- [WHAT TO WORK ON] One range is to be output from the listing below, exactly as written: the line with "about *why* something failed." to the line with "pub struct Keypair", both kept.

- [DATA TO USE]
::::

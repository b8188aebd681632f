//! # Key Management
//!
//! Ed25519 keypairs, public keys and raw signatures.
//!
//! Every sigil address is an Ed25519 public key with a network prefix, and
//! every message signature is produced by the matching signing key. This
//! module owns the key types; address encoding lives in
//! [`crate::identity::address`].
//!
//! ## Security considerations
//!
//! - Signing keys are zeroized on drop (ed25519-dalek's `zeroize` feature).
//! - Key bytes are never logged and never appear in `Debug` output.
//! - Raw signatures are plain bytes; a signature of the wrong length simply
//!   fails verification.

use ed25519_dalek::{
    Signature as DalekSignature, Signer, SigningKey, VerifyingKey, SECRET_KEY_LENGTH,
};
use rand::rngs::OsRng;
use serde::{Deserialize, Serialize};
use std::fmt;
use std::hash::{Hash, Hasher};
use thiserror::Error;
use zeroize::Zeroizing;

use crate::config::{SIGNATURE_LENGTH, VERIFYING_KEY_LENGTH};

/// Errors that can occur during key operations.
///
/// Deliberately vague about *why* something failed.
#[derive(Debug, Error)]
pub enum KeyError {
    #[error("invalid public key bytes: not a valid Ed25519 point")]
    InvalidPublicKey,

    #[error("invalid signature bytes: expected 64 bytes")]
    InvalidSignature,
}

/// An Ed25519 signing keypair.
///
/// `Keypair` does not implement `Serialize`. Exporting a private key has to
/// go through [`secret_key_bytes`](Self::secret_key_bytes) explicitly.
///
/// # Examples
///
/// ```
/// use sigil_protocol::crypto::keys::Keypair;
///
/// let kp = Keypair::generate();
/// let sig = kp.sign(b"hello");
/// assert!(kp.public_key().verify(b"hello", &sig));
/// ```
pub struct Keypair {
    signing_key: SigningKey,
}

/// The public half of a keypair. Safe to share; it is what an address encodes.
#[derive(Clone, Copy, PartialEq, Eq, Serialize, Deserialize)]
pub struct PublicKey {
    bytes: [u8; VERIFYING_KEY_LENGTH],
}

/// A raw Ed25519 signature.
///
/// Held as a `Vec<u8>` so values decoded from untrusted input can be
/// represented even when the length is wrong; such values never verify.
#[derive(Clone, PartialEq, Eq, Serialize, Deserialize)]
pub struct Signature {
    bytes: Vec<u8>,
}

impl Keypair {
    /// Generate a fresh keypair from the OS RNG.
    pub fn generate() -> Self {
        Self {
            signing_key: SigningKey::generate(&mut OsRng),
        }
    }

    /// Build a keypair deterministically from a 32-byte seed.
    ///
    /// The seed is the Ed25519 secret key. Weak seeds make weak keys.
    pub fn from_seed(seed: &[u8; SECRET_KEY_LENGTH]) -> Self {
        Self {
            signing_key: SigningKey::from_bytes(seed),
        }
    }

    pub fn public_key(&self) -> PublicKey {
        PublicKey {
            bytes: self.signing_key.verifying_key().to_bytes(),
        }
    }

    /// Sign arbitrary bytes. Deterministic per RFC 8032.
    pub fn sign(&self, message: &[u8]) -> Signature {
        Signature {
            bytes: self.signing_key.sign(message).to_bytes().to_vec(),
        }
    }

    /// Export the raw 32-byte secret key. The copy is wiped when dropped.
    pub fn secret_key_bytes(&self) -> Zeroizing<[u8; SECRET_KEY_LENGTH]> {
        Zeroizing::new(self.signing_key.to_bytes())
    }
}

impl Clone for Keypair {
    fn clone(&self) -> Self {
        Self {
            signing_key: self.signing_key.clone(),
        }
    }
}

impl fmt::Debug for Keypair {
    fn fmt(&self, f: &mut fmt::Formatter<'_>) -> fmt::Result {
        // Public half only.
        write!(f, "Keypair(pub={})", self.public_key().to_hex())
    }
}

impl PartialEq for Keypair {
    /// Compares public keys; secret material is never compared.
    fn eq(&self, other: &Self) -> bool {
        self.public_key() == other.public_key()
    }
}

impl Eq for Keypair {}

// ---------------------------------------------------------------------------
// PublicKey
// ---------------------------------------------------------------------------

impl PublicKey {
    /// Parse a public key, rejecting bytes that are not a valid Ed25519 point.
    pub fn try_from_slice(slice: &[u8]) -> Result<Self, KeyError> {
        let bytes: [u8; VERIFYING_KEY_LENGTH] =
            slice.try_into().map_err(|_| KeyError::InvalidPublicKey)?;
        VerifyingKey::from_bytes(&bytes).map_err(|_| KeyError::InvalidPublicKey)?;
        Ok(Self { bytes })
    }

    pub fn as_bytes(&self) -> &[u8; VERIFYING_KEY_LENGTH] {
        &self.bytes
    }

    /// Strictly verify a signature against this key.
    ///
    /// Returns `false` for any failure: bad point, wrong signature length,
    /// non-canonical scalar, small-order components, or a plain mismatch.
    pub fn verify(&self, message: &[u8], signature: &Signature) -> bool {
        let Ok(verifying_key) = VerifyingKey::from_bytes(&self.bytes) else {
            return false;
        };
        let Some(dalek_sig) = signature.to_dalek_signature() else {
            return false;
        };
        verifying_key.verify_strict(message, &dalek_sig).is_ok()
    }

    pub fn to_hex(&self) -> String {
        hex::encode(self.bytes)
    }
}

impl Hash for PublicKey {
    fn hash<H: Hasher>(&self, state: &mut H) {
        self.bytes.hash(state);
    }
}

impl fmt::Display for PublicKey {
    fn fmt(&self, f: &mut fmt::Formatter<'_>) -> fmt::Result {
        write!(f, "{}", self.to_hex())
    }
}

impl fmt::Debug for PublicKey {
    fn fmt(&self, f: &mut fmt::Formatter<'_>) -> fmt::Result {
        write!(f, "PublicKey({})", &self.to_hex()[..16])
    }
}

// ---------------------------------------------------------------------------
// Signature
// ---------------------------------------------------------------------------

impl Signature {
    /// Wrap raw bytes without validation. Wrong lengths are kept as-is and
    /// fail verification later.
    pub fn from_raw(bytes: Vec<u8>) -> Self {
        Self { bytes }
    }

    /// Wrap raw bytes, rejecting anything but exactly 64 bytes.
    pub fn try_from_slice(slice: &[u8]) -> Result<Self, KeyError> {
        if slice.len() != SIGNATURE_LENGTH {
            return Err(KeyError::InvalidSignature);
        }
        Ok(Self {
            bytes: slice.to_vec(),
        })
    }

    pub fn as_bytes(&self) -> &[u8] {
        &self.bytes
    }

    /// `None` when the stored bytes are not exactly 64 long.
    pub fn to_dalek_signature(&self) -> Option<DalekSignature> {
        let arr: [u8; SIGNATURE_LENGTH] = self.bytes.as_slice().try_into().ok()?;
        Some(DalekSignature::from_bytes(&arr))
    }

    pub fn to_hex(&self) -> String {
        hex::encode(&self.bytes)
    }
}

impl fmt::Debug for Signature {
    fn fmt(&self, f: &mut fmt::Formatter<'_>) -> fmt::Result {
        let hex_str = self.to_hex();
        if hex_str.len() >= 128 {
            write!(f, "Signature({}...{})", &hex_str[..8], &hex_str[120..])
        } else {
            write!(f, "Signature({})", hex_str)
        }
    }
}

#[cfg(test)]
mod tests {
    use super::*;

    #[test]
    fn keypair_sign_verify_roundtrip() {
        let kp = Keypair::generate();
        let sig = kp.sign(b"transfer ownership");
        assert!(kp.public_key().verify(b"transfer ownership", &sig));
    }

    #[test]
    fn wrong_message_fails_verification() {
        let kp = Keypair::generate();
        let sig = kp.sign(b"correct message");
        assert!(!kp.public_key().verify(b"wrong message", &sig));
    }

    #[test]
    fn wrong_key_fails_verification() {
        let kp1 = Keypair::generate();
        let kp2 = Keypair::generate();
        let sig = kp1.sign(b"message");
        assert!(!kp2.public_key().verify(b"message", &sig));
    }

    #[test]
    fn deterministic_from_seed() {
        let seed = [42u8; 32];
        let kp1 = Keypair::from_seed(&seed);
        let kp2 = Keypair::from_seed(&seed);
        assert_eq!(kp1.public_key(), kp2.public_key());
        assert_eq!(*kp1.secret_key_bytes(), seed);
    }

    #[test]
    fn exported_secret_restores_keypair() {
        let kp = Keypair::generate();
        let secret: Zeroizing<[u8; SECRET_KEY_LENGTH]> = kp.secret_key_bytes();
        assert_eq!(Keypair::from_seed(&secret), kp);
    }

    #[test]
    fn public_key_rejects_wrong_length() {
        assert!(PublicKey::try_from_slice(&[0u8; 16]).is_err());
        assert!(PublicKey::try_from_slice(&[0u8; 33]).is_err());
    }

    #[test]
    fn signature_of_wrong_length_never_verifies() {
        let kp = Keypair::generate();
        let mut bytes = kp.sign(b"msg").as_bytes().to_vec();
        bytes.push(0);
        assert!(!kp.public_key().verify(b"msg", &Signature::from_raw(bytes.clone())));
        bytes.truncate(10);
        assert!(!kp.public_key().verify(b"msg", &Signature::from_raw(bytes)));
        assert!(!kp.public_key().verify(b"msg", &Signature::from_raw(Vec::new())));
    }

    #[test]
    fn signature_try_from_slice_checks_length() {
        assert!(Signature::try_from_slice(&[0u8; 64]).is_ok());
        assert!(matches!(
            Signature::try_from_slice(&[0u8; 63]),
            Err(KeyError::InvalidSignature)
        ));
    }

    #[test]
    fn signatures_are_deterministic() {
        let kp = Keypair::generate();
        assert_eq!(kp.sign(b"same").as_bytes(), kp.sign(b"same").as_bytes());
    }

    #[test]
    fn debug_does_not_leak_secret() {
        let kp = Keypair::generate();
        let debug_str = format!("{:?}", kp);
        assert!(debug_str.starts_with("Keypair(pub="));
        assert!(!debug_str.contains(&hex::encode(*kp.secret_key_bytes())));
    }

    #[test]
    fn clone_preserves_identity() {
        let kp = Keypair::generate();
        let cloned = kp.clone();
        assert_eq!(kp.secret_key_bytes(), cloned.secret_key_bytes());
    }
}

::::

- [EXERCISE RESPONSE]
/// Deliberately vague about *why* something failed.
#[derive(Debug, Error)]
pub enum KeyError {
    #[error("invalid public key bytes: not a valid Ed25519 point")]
    InvalidPublicKey,

    #[error("invalid signature bytes: expected 64 bytes")]
    InvalidSignature,
}

/// An Ed25519 signing keypair.
///
/// `Keypair` does not implement `Serialize`. Exporting a private key has to
/// go through [`secret_key_bytes`](Self::secret_key_bytes) explicitly.
///
/// # Examples
///
/// ```
/// use sigil_protocol::crypto::keys::Keypair;
///
/// let kp = Keypair::generate();
/// let sig = kp.sign(b"hello");
/// assert!(kp.public_key().verify(b"hello", &sig));
/// ```
pub struct Keypair {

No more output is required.